In this thesis, two contactless magnetic manipulation methodologies were introduced, which are magnetic levitation (MagLev) and biopatterning techniques. The optimization steps of both techniques were completed with NIH/3T3 mouse fibroblast cells. Later, 3D cardiac models were developed using H9c2 rat cardiomyocytes. For the MagLev technique, tunable 3D spheroids were obtained with changing initial cell seeding number, gadobutrol concentrations, and culturing time. For the biopatterning approach, a new bio-ink formulation, which comprises alginate, magnetic nanoparticles, and cells, was developed. Further, biopatterned cellular structures were fabricated in different shapes such as discs, rings, and rectangles under an external magnetic field. Later, characterization was done successfully via immunostaining of collagen I, F-actin, and DAPI. Moreover, cardiac-specific markers; cardiac troponin T and MYH6 were analyzed for both 3D cardiac spheroids and patterned 3D cardiac structures. Finally, doxorubicin was applied to evaluate the drug responses. IC50 values were calculated as 14.7 μM and 8.1 μM for 3D cardiac spheroids and 3D cellular structures respectively, while standard 2D cell culture was 3.5 μM which indicated 3D cardiac models were more resistant to drug exposure. In the last part of thesis, patterned 3D cardiac structures were fabricated using co-cultured hiPSC-derived cardiomyocytes and cardiac fibroblast cells via biopatterning methodology. Characterization was carried out successfully by immunostaining of α-actinin, collagen I, Cx-43, Troponin T, and DAPI. Taken together, to fabricate 3D cell culture models, MagLev and biopatterning-based contactless manipulation methodologies may be good alternatives to conventional 2D cell culture methods for tissue engineering applications, especially for drug screening.

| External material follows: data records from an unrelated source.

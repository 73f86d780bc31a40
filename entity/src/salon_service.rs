use sea_orm::entity::prelude::*;

use super::json::AddOnList;

#[derive(Clone, Debug, PartialEq, DeriveEntityModel)]
#[sea_orm(table_name = "salon_service")]
pub struct Model {
    #[sea_orm(primary_key)]
    pub id: i32,
    pub name: String,
    #[sea_orm(column_type = "Text", nullable)]
    pub description: Option<String>,
    #[sea_orm(column_type = "Double")]
    pub price: f64,
    pub duration: String,
    pub staff_id: Option<i32>,
    #[sea_orm(column_type = "Json")]
    pub add_ons: AddOnList,
    pub created_at: DateTimeUtc,
}

#[derive(Copy, Clone, Debug, EnumIter, DeriveRelation)]
pub enum Relation {
    #[sea_orm(
        belongs_to = "super::user::Entity",
        from = "Column::StaffId",
        to = "super::user::Column::Id",
        on_update = "Cascade",
        on_delete = "SetNull"
    )]
    User,
    #[sea_orm(has_many = "super::appointment::Entity")]
    Appointment,
}

impl Related<super::user::Entity> for Entity {
    fn to() -> RelationDef {
        Relation::User.def()
    }
}

impl Related<super::appointment::Entity> for Entity {
    fn to() -> RelationDef {
        Relation::Appointment.def()
    }
}

impl ActiveModelBehavior for ActiveModel {}
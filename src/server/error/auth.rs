use axum::{
    http::StatusCode,
    response::{IntoResponse, Response},
    Json,
};
use thiserror::Error;

use crate::model::api::ErrorDto;

#[derive(Error, Debug)]
pub enum AuthError {
    /// No user id is stored in the session.
    #[error("No user is logged in for this session")]
    UserNotInSession,

    /// The session refers to a user that no longer exists.
    #[error("User {0} from session not found in database")]
    UserNotInDatabase(i32),

    /// Email unknown or password mismatch during login.
    #[error("Invalid email or password")]
    InvalidCredentials,

    /// The user lacks the role required for the operation.
    ///
    /// # Fields
    /// - ID of the user who was denied
    /// - Description of what was attempted, for server-side logs
    #[error("User {0} denied access: {1}")]
    AccessDenied(i32, String),
}

/// Converts authentication errors into HTTP responses.
///
/// - `UserNotInSession` / `UserNotInDatabase` / `InvalidCredentials` → 401 Unauthorized
/// - `AccessDenied` → 403 Forbidden
///
/// Details are logged at debug level; the client receives a generic message.
impl IntoResponse for AuthError {
    fn into_response(self) -> Response {
        tracing::debug!("{}", self);

        match self {
            Self::UserNotInSession | Self::UserNotInDatabase(_) => (
                StatusCode::UNAUTHORIZED,
                Json(ErrorDto {
                    error: "Authentication required".to_string(),
                }),
            )
                .into_response(),
            Self::InvalidCredentials => (
                StatusCode::UNAUTHORIZED,
                Json(ErrorDto {
                    error: "Invalid email or password".to_string(),
                }),
            )
                .into_response(),
            Self::AccessDenied(_, _) => (
                StatusCode::FORBIDDEN,
                Json(ErrorDto {
                    error: "You do not have permission to perform this action".to_string(),
                }),
            )
                .into_response(),
        }
    }
}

Bu tezde, manyetik levitasyon ve manyetik biyo-kalıplandırmaya dayalı iki yeni yöntem geliştirilmiştir. Her iki tekniğin optimizasyon basamakları NIH/3T3 hücreleri ile gerçekleştirilmiştir. Optimizasyon aşamasından sonra H9c2 rat kardiyomiyosit hücreleri kullanılarak 3 boyutlu (3B) kardiyak modeller oluşturulmuştur. Manyetik levitasyon tekniği ile başlangıç hücre sayısı, gadobutrol konsantrasyonu ve kültür süresi degiştirilerek boyutları ayarlanabilir 3B sferoidler elde edilmiştir. Biyo-kalıplandırma yönteminde ise aljinat, manyetik nanopartikül ve hücre içeren biyomürekkep formülasyonu geliştirilmiştir. Ardindan, 3B hücresel yapılar disk, halka ve dikdörtgen şeklinde elde edilmistir. Karakterizasyon aşamasında ise kolajen I, F-aktin ve DAPI immun boyama ile başarılı bir şekilde analiz edildi. Ayrıca bunlara ek olarak kardiyak troponin T ve MYH6 kardiyak spesifik belirteçleri gösterildi. Son olarak, 3B kardiyak modellerin ilaç yanıtlarının değerlendirilmesi için doksorubusin uygulanmıştır. Manyetik levitasyon ve manyetik biyo-kalıplandırma yöntemleri ile elde edilen 3B kardiyak modeller için IC50 değerleri sırasıyla 14.7 μM ve 8.1 μM olarak elde edilmiştir. Standard 2B hücre kültürü için ise IC50 degeri 3.5 μM olarak hesaplanmıştır. 3B kardiyak modeller 2B kontrol grubu ile karşılaştırıldığında ilaç uygulamasına daha çok direnç göstermektedir. Tezin son aşamasında, 3B kardiyak yapılar birlikte kültürlenen WTC kardiyomiyosit ve kardiyak fibroblast hücreleri kullanılarak biyokalıplandırma yöntemi ile elde edilmiştir. Kardiyak yapının karakterizasyonu ise α-aktinin, kolajen-I, Cx-43, Troponin T, and DAPI immun boyama yöntemi ile gerçekleştirilip başarılı bir şekilde gözlenmiştir. Bu sonuçlar göz önüne alındığında manyetik levitasyon ve manyetik biyo-kalıplandırma yöntemi ile oluşturulan 3B kardiyak modellerin birçok doku mühendisliği uygulamaları özellikle ilaç tarama çalışmaları için geleneksel yöntemlerle karşılaştırıldığında iyi bir alternatif olabilecektir.